* Records to process *
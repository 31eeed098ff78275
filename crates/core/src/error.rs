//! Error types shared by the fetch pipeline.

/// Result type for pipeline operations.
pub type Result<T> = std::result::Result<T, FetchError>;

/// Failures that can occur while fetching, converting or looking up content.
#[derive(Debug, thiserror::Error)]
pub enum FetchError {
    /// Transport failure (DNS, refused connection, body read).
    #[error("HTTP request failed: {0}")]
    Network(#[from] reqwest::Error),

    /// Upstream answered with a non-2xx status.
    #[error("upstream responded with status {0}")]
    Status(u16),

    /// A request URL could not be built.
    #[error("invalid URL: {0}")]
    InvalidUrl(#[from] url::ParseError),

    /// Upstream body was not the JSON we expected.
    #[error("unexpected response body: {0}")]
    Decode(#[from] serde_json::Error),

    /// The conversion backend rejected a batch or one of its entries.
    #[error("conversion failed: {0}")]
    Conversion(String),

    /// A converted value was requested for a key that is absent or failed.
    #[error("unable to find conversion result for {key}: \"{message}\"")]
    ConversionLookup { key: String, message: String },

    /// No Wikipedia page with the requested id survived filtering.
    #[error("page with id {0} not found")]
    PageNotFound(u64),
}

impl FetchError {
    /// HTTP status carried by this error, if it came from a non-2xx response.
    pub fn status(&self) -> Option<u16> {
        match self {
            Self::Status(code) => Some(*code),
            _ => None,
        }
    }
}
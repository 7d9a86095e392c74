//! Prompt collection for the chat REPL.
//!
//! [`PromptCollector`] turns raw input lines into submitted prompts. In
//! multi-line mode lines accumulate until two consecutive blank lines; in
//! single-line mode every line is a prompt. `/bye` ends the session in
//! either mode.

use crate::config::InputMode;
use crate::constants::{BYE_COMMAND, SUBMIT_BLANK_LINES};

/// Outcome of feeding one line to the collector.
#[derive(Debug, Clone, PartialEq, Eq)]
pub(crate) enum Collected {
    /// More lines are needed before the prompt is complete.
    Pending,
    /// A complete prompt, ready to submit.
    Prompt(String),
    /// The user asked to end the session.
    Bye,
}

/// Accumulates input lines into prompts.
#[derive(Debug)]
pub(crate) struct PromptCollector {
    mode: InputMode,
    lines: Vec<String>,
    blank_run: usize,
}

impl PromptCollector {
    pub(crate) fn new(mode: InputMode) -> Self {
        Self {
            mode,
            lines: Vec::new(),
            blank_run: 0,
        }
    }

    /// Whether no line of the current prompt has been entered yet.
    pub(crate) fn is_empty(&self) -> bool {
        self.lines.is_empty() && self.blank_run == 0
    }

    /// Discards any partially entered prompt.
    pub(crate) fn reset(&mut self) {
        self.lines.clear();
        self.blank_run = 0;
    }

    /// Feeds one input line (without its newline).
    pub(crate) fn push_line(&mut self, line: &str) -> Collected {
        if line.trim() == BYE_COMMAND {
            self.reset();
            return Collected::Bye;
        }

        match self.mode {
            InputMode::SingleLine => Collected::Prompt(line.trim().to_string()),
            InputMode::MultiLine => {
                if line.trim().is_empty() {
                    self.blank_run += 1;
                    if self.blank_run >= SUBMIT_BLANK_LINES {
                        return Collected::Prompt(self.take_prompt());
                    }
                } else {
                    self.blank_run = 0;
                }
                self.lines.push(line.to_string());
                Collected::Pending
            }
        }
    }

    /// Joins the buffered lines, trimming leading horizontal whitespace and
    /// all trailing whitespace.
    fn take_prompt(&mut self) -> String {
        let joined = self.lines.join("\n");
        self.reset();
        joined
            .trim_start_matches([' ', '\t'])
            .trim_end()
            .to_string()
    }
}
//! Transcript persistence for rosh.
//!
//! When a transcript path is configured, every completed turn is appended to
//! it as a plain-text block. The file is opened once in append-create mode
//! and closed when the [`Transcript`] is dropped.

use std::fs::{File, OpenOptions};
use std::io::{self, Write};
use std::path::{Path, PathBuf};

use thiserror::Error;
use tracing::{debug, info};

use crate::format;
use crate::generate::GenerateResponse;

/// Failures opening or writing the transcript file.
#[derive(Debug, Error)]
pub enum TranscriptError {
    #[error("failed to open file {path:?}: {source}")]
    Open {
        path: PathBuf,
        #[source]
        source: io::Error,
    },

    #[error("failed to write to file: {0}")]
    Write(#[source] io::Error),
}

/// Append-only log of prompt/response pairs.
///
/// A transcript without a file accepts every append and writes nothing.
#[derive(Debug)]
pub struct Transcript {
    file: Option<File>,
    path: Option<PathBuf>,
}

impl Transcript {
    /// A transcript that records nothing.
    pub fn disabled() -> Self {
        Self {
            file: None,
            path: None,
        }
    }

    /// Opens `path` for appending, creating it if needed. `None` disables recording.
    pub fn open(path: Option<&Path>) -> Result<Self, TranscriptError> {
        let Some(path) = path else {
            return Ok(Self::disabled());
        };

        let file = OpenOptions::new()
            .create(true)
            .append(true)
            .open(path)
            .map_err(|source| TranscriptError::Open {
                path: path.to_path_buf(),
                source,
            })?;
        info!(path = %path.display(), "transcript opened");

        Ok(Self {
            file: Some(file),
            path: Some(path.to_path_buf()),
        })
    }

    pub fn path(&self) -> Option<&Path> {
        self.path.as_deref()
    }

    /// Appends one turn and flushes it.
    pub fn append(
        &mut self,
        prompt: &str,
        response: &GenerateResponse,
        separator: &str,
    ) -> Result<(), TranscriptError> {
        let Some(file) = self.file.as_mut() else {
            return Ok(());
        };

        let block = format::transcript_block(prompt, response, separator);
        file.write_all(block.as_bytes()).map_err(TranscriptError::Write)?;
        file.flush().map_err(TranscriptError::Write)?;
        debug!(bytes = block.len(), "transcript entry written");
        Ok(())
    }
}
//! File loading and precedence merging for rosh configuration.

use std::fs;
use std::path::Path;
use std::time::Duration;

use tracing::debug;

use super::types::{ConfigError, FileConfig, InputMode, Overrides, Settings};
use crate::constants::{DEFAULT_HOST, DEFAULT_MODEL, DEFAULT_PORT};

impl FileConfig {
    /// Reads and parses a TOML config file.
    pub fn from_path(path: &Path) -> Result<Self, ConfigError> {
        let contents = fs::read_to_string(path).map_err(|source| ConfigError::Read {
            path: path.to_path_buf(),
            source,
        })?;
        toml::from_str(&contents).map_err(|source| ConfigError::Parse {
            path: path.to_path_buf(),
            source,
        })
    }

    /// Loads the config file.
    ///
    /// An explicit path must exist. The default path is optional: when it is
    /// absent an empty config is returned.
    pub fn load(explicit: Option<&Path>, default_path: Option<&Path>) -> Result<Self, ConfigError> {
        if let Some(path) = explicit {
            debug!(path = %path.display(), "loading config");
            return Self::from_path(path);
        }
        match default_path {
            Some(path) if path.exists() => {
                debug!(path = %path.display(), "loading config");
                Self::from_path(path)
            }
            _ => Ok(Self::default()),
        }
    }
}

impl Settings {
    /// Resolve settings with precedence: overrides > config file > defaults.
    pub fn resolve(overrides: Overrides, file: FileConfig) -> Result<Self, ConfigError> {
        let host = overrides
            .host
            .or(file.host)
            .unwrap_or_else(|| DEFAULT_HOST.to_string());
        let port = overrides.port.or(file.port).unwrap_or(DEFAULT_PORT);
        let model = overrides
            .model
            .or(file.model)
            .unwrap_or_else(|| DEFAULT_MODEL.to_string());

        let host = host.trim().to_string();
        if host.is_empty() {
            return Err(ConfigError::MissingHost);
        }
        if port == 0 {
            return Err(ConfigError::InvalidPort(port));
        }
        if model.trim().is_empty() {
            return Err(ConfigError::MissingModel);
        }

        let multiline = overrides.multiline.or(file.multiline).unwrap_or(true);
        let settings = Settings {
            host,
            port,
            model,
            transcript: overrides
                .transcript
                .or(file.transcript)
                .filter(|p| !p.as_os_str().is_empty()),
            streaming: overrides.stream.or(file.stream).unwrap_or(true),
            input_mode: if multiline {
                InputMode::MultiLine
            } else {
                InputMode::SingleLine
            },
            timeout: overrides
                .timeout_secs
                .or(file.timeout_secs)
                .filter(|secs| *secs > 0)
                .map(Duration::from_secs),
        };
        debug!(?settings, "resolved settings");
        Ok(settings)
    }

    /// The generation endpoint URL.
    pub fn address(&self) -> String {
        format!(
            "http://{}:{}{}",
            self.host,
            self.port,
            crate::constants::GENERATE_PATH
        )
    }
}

* What the task requires *
Reprint the data above from the opening line to the line holding "connection, body read).", inclusive, and nothing else.

* Task solution *
repository 31eeed098ff78275
filename crates/core/src/error.rs
//! Error types shared by the fetch pipeline.

/// Result type for pipeline operations.
pub type Result<T> = std::result::Result<T, FetchError>;

/// Failures that can occur while fetching, converting or looking up content.
#[derive(Debug, thiserror::Error)]
pub enum FetchError {
    /// Transport failure (DNS, refused connection, body read).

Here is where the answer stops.